═════ RECORDS TO PROCESS ═════

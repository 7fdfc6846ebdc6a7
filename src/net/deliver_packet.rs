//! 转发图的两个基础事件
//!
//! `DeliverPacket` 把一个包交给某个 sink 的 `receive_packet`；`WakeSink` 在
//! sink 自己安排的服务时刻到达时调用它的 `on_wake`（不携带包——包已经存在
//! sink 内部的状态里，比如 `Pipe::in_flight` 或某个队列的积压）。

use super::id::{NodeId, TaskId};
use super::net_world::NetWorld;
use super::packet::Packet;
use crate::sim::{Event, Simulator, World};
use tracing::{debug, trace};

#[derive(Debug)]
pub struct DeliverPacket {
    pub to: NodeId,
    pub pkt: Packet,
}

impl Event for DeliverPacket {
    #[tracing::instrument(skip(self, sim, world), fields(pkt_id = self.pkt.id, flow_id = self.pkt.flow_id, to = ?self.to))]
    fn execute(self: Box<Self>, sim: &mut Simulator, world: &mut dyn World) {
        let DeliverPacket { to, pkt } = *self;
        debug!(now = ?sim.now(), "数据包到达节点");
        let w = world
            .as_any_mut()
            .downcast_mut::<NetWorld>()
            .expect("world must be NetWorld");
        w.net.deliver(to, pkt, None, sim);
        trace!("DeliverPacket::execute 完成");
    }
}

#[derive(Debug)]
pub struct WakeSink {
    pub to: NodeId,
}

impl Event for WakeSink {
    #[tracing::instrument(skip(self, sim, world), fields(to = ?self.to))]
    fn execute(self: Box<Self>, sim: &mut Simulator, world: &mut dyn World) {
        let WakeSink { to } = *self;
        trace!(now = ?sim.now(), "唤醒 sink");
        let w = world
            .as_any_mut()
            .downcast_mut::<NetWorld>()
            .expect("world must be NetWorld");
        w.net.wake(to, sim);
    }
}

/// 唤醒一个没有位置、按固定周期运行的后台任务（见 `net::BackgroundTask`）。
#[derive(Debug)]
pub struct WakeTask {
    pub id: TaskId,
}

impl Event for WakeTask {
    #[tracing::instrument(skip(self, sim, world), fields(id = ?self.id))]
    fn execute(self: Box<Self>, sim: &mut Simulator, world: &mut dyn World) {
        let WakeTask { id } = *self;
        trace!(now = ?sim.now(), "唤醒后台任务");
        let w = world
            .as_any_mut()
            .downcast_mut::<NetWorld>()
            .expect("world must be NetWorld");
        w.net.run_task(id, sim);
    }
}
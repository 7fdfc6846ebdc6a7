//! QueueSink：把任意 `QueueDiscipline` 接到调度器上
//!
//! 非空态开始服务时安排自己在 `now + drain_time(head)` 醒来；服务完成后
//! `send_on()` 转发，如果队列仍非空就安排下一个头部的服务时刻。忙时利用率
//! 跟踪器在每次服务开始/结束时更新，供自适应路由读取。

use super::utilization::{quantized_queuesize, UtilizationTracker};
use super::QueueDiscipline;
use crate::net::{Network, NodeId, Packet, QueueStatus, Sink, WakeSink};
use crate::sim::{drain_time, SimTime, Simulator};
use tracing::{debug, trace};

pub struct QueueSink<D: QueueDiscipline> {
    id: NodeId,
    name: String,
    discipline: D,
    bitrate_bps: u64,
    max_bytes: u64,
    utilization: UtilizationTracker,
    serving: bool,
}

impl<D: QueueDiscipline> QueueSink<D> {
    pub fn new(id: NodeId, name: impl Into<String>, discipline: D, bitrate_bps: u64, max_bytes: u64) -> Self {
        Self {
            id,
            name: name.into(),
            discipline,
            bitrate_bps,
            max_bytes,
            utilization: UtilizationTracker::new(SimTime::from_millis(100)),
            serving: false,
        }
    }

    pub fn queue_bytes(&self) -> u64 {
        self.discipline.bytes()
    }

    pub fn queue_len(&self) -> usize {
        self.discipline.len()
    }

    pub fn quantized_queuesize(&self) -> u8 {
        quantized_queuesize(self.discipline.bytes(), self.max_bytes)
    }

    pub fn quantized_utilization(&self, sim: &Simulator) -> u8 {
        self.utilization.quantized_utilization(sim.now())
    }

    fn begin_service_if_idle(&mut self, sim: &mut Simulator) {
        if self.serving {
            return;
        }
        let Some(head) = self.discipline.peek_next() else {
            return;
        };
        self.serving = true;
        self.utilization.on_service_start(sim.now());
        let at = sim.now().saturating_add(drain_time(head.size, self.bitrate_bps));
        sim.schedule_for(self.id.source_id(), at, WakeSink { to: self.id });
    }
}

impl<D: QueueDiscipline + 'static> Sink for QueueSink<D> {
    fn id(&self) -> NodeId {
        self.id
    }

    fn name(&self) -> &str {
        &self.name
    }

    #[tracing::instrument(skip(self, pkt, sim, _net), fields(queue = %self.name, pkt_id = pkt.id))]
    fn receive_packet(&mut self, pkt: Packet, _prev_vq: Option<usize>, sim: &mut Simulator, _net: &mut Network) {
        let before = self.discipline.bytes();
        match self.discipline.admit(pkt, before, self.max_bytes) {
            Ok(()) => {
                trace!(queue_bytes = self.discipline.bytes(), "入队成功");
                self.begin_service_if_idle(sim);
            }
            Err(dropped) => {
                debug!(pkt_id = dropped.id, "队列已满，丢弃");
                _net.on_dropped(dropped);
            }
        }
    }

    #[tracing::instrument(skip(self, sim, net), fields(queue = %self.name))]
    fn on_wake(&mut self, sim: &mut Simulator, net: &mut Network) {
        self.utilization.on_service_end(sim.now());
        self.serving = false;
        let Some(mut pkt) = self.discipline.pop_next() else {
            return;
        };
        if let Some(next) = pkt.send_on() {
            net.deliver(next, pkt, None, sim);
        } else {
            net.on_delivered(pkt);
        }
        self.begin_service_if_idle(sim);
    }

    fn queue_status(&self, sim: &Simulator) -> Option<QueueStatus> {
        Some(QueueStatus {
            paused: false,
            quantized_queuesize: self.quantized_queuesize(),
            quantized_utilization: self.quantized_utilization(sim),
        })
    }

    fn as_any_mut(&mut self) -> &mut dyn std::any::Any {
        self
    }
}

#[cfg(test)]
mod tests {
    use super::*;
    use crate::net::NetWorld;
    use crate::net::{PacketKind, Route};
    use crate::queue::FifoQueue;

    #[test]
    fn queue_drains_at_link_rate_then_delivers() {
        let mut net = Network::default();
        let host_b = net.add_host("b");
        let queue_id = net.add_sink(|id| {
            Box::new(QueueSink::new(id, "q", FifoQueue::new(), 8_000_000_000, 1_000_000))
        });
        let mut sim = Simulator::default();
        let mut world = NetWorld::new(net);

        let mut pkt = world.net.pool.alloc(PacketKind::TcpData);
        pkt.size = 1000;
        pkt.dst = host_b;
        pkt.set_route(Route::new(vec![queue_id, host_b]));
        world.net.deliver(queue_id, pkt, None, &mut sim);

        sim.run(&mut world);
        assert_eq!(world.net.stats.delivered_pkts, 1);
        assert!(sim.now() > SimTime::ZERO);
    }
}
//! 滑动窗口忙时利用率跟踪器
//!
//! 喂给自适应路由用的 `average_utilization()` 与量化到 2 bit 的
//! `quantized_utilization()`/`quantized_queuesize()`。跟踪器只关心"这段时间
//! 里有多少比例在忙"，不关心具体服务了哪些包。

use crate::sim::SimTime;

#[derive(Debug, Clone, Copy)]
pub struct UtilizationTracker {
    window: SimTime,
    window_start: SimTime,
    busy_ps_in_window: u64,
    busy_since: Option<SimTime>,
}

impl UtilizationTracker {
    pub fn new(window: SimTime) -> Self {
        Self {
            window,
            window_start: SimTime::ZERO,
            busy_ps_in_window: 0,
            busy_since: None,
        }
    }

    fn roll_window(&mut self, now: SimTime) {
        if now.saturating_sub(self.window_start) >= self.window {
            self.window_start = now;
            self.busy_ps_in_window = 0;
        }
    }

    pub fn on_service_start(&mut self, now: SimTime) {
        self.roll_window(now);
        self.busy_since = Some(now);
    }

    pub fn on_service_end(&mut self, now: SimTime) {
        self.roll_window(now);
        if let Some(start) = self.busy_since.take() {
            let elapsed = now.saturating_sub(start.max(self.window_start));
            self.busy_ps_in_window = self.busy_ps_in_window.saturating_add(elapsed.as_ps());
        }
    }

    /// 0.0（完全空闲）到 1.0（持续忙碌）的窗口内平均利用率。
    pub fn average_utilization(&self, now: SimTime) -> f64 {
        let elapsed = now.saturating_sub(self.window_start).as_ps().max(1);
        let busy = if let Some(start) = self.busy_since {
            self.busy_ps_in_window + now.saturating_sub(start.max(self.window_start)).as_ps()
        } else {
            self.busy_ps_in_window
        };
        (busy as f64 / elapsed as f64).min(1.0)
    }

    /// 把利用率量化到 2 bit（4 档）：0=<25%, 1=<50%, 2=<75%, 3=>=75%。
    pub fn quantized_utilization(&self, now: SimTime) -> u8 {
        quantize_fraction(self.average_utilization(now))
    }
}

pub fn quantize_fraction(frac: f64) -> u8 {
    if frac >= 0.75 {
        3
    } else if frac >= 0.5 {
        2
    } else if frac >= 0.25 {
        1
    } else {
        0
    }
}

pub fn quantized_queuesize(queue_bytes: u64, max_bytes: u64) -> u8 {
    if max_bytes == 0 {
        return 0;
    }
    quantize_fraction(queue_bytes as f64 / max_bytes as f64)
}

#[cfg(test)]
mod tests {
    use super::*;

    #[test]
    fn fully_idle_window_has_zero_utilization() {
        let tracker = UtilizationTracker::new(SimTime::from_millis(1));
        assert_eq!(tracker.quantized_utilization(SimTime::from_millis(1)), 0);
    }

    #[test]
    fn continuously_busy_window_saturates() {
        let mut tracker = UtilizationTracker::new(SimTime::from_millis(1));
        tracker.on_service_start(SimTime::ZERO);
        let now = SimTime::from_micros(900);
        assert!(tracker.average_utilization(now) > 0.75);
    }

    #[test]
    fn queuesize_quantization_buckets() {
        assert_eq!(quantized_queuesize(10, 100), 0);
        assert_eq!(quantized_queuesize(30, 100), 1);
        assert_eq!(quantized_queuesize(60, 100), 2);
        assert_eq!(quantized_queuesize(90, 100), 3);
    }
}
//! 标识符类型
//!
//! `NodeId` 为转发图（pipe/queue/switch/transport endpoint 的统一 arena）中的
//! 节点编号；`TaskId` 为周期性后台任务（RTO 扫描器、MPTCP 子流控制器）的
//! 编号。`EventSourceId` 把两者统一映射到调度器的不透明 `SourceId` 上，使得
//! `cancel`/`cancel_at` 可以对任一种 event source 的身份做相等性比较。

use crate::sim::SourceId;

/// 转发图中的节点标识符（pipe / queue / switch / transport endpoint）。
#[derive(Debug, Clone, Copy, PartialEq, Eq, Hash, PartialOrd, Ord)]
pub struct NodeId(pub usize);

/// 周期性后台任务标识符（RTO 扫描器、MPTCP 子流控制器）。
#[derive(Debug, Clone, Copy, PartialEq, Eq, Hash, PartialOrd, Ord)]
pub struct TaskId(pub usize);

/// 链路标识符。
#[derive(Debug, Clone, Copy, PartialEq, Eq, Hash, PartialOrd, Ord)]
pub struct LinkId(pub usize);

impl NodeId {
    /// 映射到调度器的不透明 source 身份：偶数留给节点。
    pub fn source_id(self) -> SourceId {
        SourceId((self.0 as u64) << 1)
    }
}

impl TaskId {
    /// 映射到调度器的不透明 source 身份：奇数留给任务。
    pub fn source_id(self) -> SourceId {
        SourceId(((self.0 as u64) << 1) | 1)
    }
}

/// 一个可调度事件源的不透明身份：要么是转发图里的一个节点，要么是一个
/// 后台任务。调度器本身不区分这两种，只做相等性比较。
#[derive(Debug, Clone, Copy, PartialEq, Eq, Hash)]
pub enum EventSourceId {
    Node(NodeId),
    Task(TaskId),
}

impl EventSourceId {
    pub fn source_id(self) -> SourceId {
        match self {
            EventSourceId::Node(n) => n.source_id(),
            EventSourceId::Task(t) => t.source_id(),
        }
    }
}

═════

### WORK REQUEST
Within the listing above, find every line containing the string "transport" and return it.

### SOLUTION TO THIS EXERCISE
//! `NodeId` 为转发图（pipe/queue/switch/transport endpoint 的统一 arena）中的
/// 转发图中的节点标识符（pipe / queue / switch / transport endpoint）。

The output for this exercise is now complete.